*WHAT YOU NEED TO DO*.
What is the number of lines in the data that contain "only"? Respond with nothing else.

*ENTRIES PROVIDED*.
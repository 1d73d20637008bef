//! Periodic control loop: sample, decide, clamp, actuate.
//!
//! The loop owns the per-service scale state exclusively. Services are
//! evaluated one after another within a tick, and a tick always runs to
//! completion: cancellation is only observed at the top of a tick and
//! before the inter-tick sleep.

use std::collections::BTreeMap;
use std::sync::Arc;
use std::time::Duration;

use tokio::sync::watch;
use tracing::{debug, error, info, warn};

use rescale_core::{
    ConfigError, ScalingDecision, ScalingPolicy, ServiceName, ServiceScaleState, Strategy,
    UtilizationSample,
};

use crate::backend::{Actuator, MetricsSampler};
use crate::bounds::clamp;
use crate::strategy::decide;

/// Lifecycle of a [`ControlLoop`].
#[derive(Debug, Clone, Copy, PartialEq, Eq)]
pub enum LoopState {
    Running,
    Stopped,
}

/// Progress reported by the loop to its event sink.
#[derive(Debug, Clone, PartialEq)]
pub enum LoopEvent {
    Started {
        strategy: Strategy,
        cpu_threshold: f64,
        mem_threshold: f64,
        min_replicas: u32,
        max_replicas: u32,
        interval: Duration,
        services: Vec<ServiceName>,
    },
    /// A requested service is not part of the discovered set.
    ServiceMissing { service: ServiceName },
    Sampled {
        service: ServiceName,
        current_scale: u32,
        sample: UtilizationSample,
    },
    /// The backend accepted a new scale.
    Scaled(ScalingDecision),
    SampleFailed { service: ServiceName, error: String },
    ScaleFailed {
        service: ServiceName,
        from: u32,
        to: u32,
        error: String,
    },
    Stopped,
}

/// Sink for [`LoopEvent`]s, typically rendering them for a terminal.
pub type EventCallback = Box<dyn Fn(&LoopEvent) + Send + Sync>;

/// Pick the services to track.
///
/// With no requested names every discovered service is tracked. Otherwise
/// only requested names that were discovered are kept; the unknown ones are
/// returned separately.
pub fn resolve_targets(
    discovered: Vec<ServiceScaleState>,
    requested: &[String],
) -> (BTreeMap<ServiceName, ServiceScaleState>, Vec<ServiceName>) {
    let mut available: BTreeMap<ServiceName, ServiceScaleState> = discovered
        .into_iter()
        .map(|state| (state.service.clone(), state))
        .collect();

    if requested.is_empty() {
        return (available, Vec::new());
    }

    let mut targets = BTreeMap::new();
    let mut missing = Vec::new();
    for name in requested {
        if targets.contains_key(name) {
            continue;
        }
        match available.remove(name) {
            Some(state) => {
                targets.insert(name.clone(), state);
            }
            None => {
                if !missing.contains(name) {
                    missing.push(name.clone());
                }
            }
        }
    }
    (targets, missing)
}

/// Drives autoscaling ticks for a fixed set of services.
pub struct ControlLoop {
    policy: ScalingPolicy,
    sampler: Arc<dyn MetricsSampler>,
    actuator: Arc<dyn Actuator>,
    /// Tracked services: name → last known scale.
    states: BTreeMap<ServiceName, ServiceScaleState>,
    state: LoopState,
    on_event: Option<EventCallback>,
}

impl ControlLoop {
    pub fn new(
        policy: ScalingPolicy,
        sampler: Arc<dyn MetricsSampler>,
        actuator: Arc<dyn Actuator>,
    ) -> Self {
        Self {
            policy,
            sampler,
            actuator,
            states: BTreeMap::new(),
            state: LoopState::Stopped,
            on_event: None,
        }
    }

    /// Set the sink that receives progress events.
    pub fn with_events(mut self, callback: EventCallback) -> Self {
        self.on_event = Some(callback);
        self
    }

    pub fn state(&self) -> LoopState {
        self.state
    }

    /// Tracked services in name order.
    pub fn services(&self) -> impl Iterator<Item = &ServiceScaleState> {
        self.states.values()
    }

    pub fn current_scale(&self, service: &str) -> Option<u32> {
        self.states.get(service).map(|s| s.current_scale)
    }

    /// Replace the tracked set. See [`resolve_targets`].
    pub fn track(&mut self, discovered: Vec<ServiceScaleState>, requested: &[String]) {
        let (targets, missing) = resolve_targets(discovered, requested);
        for service in missing {
            warn!(%service, "requested service not found in project, skipping");
            self.emit(&LoopEvent::ServiceMissing { service });
        }
        self.states = targets;
    }

    /// Run until `shutdown` flips to `true` or its sender is dropped.
    ///
    /// Returns an error only for an invalid policy, in which case no tick
    /// is ever run.
    pub async fn run(
        &mut self,
        discovered: Vec<ServiceScaleState>,
        requested: &[String],
        mut shutdown: watch::Receiver<bool>,
    ) -> Result<(), ConfigError> {
        if let Err(e) = self.policy.validate() {
            error!(error = %e, "invalid scaling policy");
            return Err(e);
        }

        self.track(discovered, requested);
        self.state = LoopState::Running;

        let services: Vec<ServiceName> = self.states.keys().cloned().collect();
        info!(
            strategy = %self.policy.strategy,
            cpu_threshold = self.policy.cpu_threshold,
            mem_threshold = self.policy.mem_threshold,
            min = self.policy.min_replicas,
            max = self.policy.max_replicas,
            interval_secs = self.policy.tick_interval.as_secs_f64(),
            services = ?services,
            "autoscaler started"
        );
        if services.is_empty() {
            warn!("no services to autoscale");
        }
        self.emit(&LoopEvent::Started {
            strategy: self.policy.strategy,
            cpu_threshold: self.policy.cpu_threshold,
            mem_threshold: self.policy.mem_threshold,
            min_replicas: self.policy.min_replicas,
            max_replicas: self.policy.max_replicas,
            interval: self.policy.tick_interval,
            services,
        });

        loop {
            if is_cancelled(&shutdown) {
                break;
            }

            self.tick().await;

            if is_cancelled(&shutdown) {
                break;
            }

            tokio::select! {
                _ = tokio::time::sleep(self.policy.tick_interval) => {}
                // Re-checked at the top of the loop.
                _ = shutdown.changed() => {}
            }
        }

        self.state = LoopState::Stopped;
        info!("autoscaler stopped");
        self.emit(&LoopEvent::Stopped);
        Ok(())
    }

    /// Evaluate every tracked service once, in name order.
    ///
    /// Returns one decision per service that could be sampled.
    pub async fn tick(&mut self) -> Vec<ScalingDecision> {
        let names: Vec<ServiceName> = self.states.keys().cloned().collect();
        let mut decisions = Vec::with_capacity(names.len());

        for service in names {
            if let Some(decision) = self.evaluate(&service).await {
                decisions.push(decision);
            }
        }

        decisions
    }

    async fn evaluate(&mut self, service: &str) -> Option<ScalingDecision> {
        let current = self.states.get(service)?.current_scale;

        let sample = match self.sampler.sample(service).await {
            Ok(sample) => sample,
            Err(e) => {
                warn!(%service, error = %e, "failed to get resource usage, skipping");
                self.emit(&LoopEvent::SampleFailed {
                    service: service.to_string(),
                    error: e.to_string(),
                });
                return None;
            }
        };

        debug!(
            %service,
            replicas = current,
            cpu = sample.cpu_percent,
            mem = sample.mem_percent,
            "sampled"
        );
        self.emit(&LoopEvent::Sampled {
            service: service.to_string(),
            current_scale: current,
            sample,
        });

        let target = clamp(decide(current, &sample, &self.policy), &self.policy);
        let mut decision = ScalingDecision {
            service: service.to_string(),
            previous_scale: current,
            target_scale: target,
            applied: false,
        };
        if !decision.changed() {
            return Some(decision);
        }

        info!(%service, from = current, to = target, "scaling");
        match self.actuator.apply_scale(service, target).await {
            Ok(()) => {
                if let Some(state) = self.states.get_mut(service) {
                    state.current_scale = target;
                }
                decision.applied = true;
                self.emit(&LoopEvent::Scaled(decision.clone()));
            }
            Err(e) => {
                warn!(%service, from = current, to = target, error = %e, "scaling action failed");
                self.emit(&LoopEvent::ScaleFailed {
                    service: service.to_string(),
                    from: current,
                    to: target,
                    error: e.to_string(),
                });
            }
        }

        Some(decision)
    }

    fn emit(&self, event: &LoopEvent) {
        if let Some(ref callback) = self.on_event {
            callback(event);
        }
    }
}

/// `true` once a stop was requested or nobody can request one any more.
fn is_cancelled(shutdown: &watch::Receiver<bool>) -> bool {
    *shutdown.borrow() || shutdown.has_changed().is_err()
}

*EXERCISE ANSWER*.
3